Lo que Ebert reclamaba era otra película. Si la auténtica Greta Garbo hubiera aparecido sobre el final -es decir, si hubiera decidido abandonar décadas de ostracismo para volver al cine- Garbo habla no sería lo que es sino otra cosa: la reaparición de una estrella. Como escribió Román Ganuza en un precioso texto para el sitio Bulevar Cultura: “Si Greta Garbo fue la diosa de su propia religión, Sidney Lumet, con esta idea, bien podría ser un profeta. En 1990, seis años después del estreno de Garbo Talks, ella muere en New York de un síndrome renal. La forma elegida por el director para cerrar la película es fina y cuidadosa. Preserva la humanidad y la divinidad de Greta Garbo. Es justa y reparadora, atiende el registro escueto que la propia estrella ofreció desde el ostracismo. La sugiere como una señal o un fantasma visible. Garbo Talks, tierna humorada, honra las dos desmesuras de aquella mujer: su seducción poderosa y su arrogante silencio. El cine urde estas permanencias vulnerables, ese es su métier”.
Si tenés ganas de algo más…
- Subtitulé y subí al canal de YouTube del newsletter una entrevista televisiva que ofreció Sidney Lumet en 1993. Es interesante porque la excusa para la charla fue la entrega de un premio a la trayectoria, por lo que no fue a promocionar una nueva película. Entonces habló de cuestiones generales, como el proceso creativo, la evolución de su estilo o su forma de trabajar con los actores. Durante la presentación el entrevistador, Charlie Rose, comete un error no tan pequeño: asegura que Lumet ganó seis Oscar y estuvo nominado a otros 46. Pero el director, como muchos otros grandes de Hollywood, jamás recibió una estatuilla competitiva. Recién en 2005 le entregaron un Oscar a la trayectoria. Los subtítulos del video de la entrevista los activás en el ícono del engranaje, también conocido como “la ruedita”, abajo a la derecha.
- Los créditos iniciales de Garbo habla, que presentan con amabilidad y belleza al personaje de Anne Bancroft, fueron una creación de Tissa David, una de las mujeres pioneras de la animación estadounidense. Aquí podés leer un muy interesante artículo -en inglés- que cuenta cómo fue ese proceso creativo.
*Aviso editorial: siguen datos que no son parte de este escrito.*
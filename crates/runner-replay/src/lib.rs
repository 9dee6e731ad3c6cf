//! Offline driver for the gesture core: reads JSON Lines pose traces (or
//! generates synthetic ones) and runs them through a [`runner_core::Session`]
//! for threshold tuning without a camera.

pub mod replay;
pub mod synth;
pub mod trace;

pub use replay::{replay, LogActionSink, LogStatusSink, ReplayEvent, ReplayReport};
pub use synth::{Move, SynthConfig};
pub use trace::{read_trace, write_trace, TraceError, TraceKeypoint, TraceRecord};
//! Gesture core for a pose-controlled runner.
//!
//! Turns per-frame body keypoints into debounced game commands: jump, crouch
//! start/end and a hands-up restart. Platform free; the web and replay
//! front-ends feed frames in and forward [`ActionEvent`]s to the game.

pub mod calibration;
pub mod config;
pub mod constants;
pub mod gesture;
pub mod hands_up;
pub mod keypoint;
pub mod overlay;
pub mod session;
pub mod signal;

pub use calibration::*;
pub use config::*;
pub use constants::*;
pub use gesture::*;
pub use hands_up::*;
pub use keypoint::*;
pub use session::*;
pub use signal::*;
//! Body keypoints as produced by the external pose source.
//!
//! A [`PoseFrame`] is the keypoint set of one video frame. It is immutable once
//! built; the signal extractor and the hands-up detector only read from it.

use crate::constants::{FLAT_STRIDE, KEYPOINT_COUNT};
use glam::Vec2;
use smallvec::SmallVec;
use thiserror::Error;

/// The 17 body parts reported by MoveNet, in the model's output order.
#[derive(Clone, Copy, Debug, PartialEq, Eq, Hash)]
pub enum KeypointKind {
    Nose,
    LeftEye,
    RightEye,
    LeftEar,
    RightEar,
    LeftShoulder,
    RightShoulder,
    LeftElbow,
    RightElbow,
    LeftWrist,
    RightWrist,
    LeftHip,
    RightHip,
    LeftKnee,
    RightKnee,
    LeftAnkle,
    RightAnkle,
}

impl KeypointKind {
    pub const ALL: [KeypointKind; KEYPOINT_COUNT] = [
        Self::Nose,
        Self::LeftEye,
        Self::RightEye,
        Self::LeftEar,
        Self::RightEar,
        Self::LeftShoulder,
        Self::RightShoulder,
        Self::LeftElbow,
        Self::RightElbow,
        Self::LeftWrist,
        Self::RightWrist,
        Self::LeftHip,
        Self::RightHip,
        Self::LeftKnee,
        Self::RightKnee,
        Self::LeftAnkle,
        Self::RightAnkle,
    ];

    /// Position in the pose source's output array.
    #[inline]
    pub fn index(self) -> usize {
        self as usize
    }

    /// Canonical snake_case name used by the pose source.
    pub fn name(self) -> &'static str {
        match self {
            Self::Nose => "nose",
            Self::LeftEye => "left_eye",
            Self::RightEye => "right_eye",
            Self::LeftEar => "left_ear",
            Self::RightEar => "right_ear",
            Self::LeftShoulder => "left_shoulder",
            Self::RightShoulder => "right_shoulder",
            Self::LeftElbow => "left_elbow",
            Self::RightElbow => "right_elbow",
            Self::LeftWrist => "left_wrist",
            Self::RightWrist => "right_wrist",
            Self::LeftHip => "left_hip",
            Self::RightHip => "right_hip",
            Self::LeftKnee => "left_knee",
            Self::RightKnee => "right_knee",
            Self::LeftAnkle => "left_ankle",
            Self::RightAnkle => "right_ankle",
        }
    }

    pub fn from_name(name: &str) -> Option<Self> {
        Self::ALL.iter().copied().find(|k| k.name() == name)
    }
}

/// Bones drawn by the skeleton overlay.
pub const SKELETON_CONNECTIONS: [(KeypointKind, KeypointKind); 12] = [
    (KeypointKind::LeftShoulder, KeypointKind::RightShoulder),
    (KeypointKind::LeftShoulder, KeypointKind::LeftElbow),
    (KeypointKind::RightShoulder, KeypointKind::RightElbow),
    (KeypointKind::LeftElbow, KeypointKind::LeftWrist),
    (KeypointKind::RightElbow, KeypointKind::RightWrist),
    (KeypointKind::LeftShoulder, KeypointKind::LeftHip),
    (KeypointKind::RightShoulder, KeypointKind::RightHip),
    (KeypointKind::LeftHip, KeypointKind::RightHip),
    (KeypointKind::LeftHip, KeypointKind::LeftKnee),
    (KeypointKind::RightHip, KeypointKind::RightKnee),
    (KeypointKind::LeftKnee, KeypointKind::LeftAnkle),
    (KeypointKind::RightKnee, KeypointKind::RightAnkle),
];

/// A named 2D landmark in image pixels with a confidence score in \[0, 1\].
#[derive(Clone, Copy, Debug, PartialEq)]
pub struct Keypoint {
    pub kind: KeypointKind,
    pub position: Vec2,
    pub score: f32,
}

impl Keypoint {
    pub fn new(kind: KeypointKind, x: f32, y: f32, score: f32) -> Self {
        Self {
            kind,
            position: Vec2::new(x, y),
            score,
        }
    }

    /// Build from the pose source's string name; unknown names yield `None`.
    pub fn named(name: &str, x: f32, y: f32, score: f32) -> Option<Self> {
        KeypointKind::from_name(name).map(|kind| Self::new(kind, x, y, score))
    }
}

#[derive(Debug, Error, PartialEq)]
pub enum FrameError {
    #[error("flat keypoint buffer has {0} values, expected {expected}", expected = KEYPOINT_COUNT * FLAT_STRIDE)]
    Length(usize),
}

/// All keypoints reported for a single video frame.
#[derive(Clone, Debug, Default)]
pub struct PoseFrame {
    keypoints: SmallVec<[Keypoint; KEYPOINT_COUNT]>,
}

impl PoseFrame {
    pub fn new(keypoints: impl IntoIterator<Item = Keypoint>) -> Self {
        Self {
            keypoints: keypoints.into_iter().collect(),
        }
    }

    /// Decode the JS bridge layout: 17 `[x, y, score]` triples in MoveNet order.
    pub fn from_flat(data: &[f32]) -> Result<Self, FrameError> {
        if data.len() != KEYPOINT_COUNT * FLAT_STRIDE {
            return Err(FrameError::Length(data.len()));
        }
        let keypoints = KeypointKind::ALL
            .iter()
            .zip(data.chunks_exact(FLAT_STRIDE))
            .map(|(&kind, c)| Keypoint::new(kind, c[0], c[1], c[2]))
            .collect();
        Ok(Self { keypoints })
    }

    /// First keypoint of the given kind, if the source reported one.
    pub fn get(&self, kind: KeypointKind) -> Option<&Keypoint> {
        self.keypoints.iter().find(|k| k.kind == kind)
    }

    pub fn iter(&self) -> impl Iterator<Item = &Keypoint> {
        self.keypoints.iter()
    }

    pub fn len(&self) -> usize {
        self.keypoints.len()
    }

    pub fn is_empty(&self) -> bool {
        self.keypoints.is_empty()
    }
}
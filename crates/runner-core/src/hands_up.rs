//! Sustained "both hands up" pose that requests a restart.
//!
//! Runs beside the jump/crouch machine and only looks at shoulders and wrists.
//! An interrupted hold starts again from zero; hold time is never accumulated
//! across breaks.

use crate::config::GestureConfig;
use crate::gesture::Latch;
use crate::keypoint::{KeypointKind, PoseFrame};
use crate::signal::confident_keypoint;

/// Timing state of the hold.
#[derive(Clone, Copy, Debug, Default, PartialEq)]
pub struct GestureHoldState {
    pub is_gesturing: bool,
    pub gesture_start_ms: Option<f64>,
    pub has_gestured: bool,
}

/// What a frame did to the hold.
#[derive(Clone, Copy, Debug, PartialEq)]
pub enum HoldProgress {
    /// Pose absent, broken or not confidently visible.
    None,
    /// First qualifying frame; the timer just started.
    Started,
    Holding { elapsed_ms: f64, remaining_ms: f64 },
    /// The hold completed and a restart should fire.
    Fired,
}

#[derive(Clone, Debug)]
pub struct HandsUpDetector {
    state: GestureHoldState,
    latch: Latch,
    min_confidence: f32,
    margin_px: f32,
    symmetry_px: f32,
    hold_ms: f64,
    cooldown_ms: f64,
}

impl HandsUpDetector {
    pub fn new(config: &GestureConfig) -> Self {
        Self {
            state: GestureHoldState::default(),
            latch: Latch::default(),
            min_confidence: config.min_confidence,
            margin_px: config.hands_up_margin_px,
            symmetry_px: config.wrist_symmetry_px,
            hold_ms: config.gesture_hold_ms,
            cooldown_ms: config.action_cooldown_ms,
        }
    }

    pub fn update(&mut self, frame: &PoseFrame, now_ms: f64) -> HoldProgress {
        self.state.has_gestured = self.latch.is_engaged(now_ms);
        if !self.qualifies(frame) {
            self.reset_timing();
            return HoldProgress::None;
        }
        let Some(start) = self.state.gesture_start_ms else {
            self.state.is_gesturing = true;
            self.state.gesture_start_ms = Some(now_ms);
            log::debug!("[gesture] hands up, holding");
            return HoldProgress::Started;
        };
        let elapsed_ms = now_ms - start;
        if elapsed_ms >= self.hold_ms && !self.state.has_gestured {
            self.latch.engage();
            self.latch.release_after(now_ms, self.cooldown_ms);
            self.state.has_gestured = true;
            self.reset_timing();
            log::info!("[gesture] hands-up held {:.0}ms, restart", elapsed_ms);
            return HoldProgress::Fired;
        }
        HoldProgress::Holding {
            elapsed_ms,
            remaining_ms: (self.hold_ms - elapsed_ms).max(0.0),
        }
    }

    /// Both wrists well above their shoulders and level with each other.
    fn qualifies(&self, frame: &PoseFrame) -> bool {
        let min = self.min_confidence;
        let joints = (
            confident_keypoint(frame, KeypointKind::LeftShoulder, min),
            confident_keypoint(frame, KeypointKind::RightShoulder, min),
            confident_keypoint(frame, KeypointKind::LeftWrist, min),
            confident_keypoint(frame, KeypointKind::RightWrist, min),
        );
        let (Ok(ls), Ok(rs), Ok(lw), Ok(rw)) = joints else {
            return false;
        };
        let left_up = ls.position.y - lw.position.y >= self.margin_px;
        let right_up = rs.position.y - rw.position.y >= self.margin_px;
        let level = (lw.position.y - rw.position.y).abs() <= self.symmetry_px;
        left_up && right_up && level
    }

    fn reset_timing(&mut self) {
        self.state.is_gesturing = false;
        self.state.gesture_start_ms = None;
    }

    /// Forget the hold and the restart latch.
    pub fn reset(&mut self) {
        self.state = GestureHoldState::default();
        self.latch.clear();
    }

    pub fn state(&self) -> GestureHoldState {
        self.state
    }
}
- Jenny Lumet, la hija menor de Sidney, fue la autora del guión de El casamiento de Raquel (Rachel Getting Married, 2008), que dirigió Jonathan Demme. Jenny se inspiró en algunas cuestiones de la historia de su propia familia, que incluye a su bisabuela materna, la cantante y actriz Lena Horne. Según cuenta el libro Sidney Lumet - A Life (2019), de Maura Spiegel, Demme intentó convencer sin suerte a su amigo Sidney para que interpretara el papel del padre de Anne Hathaway, la protagonista.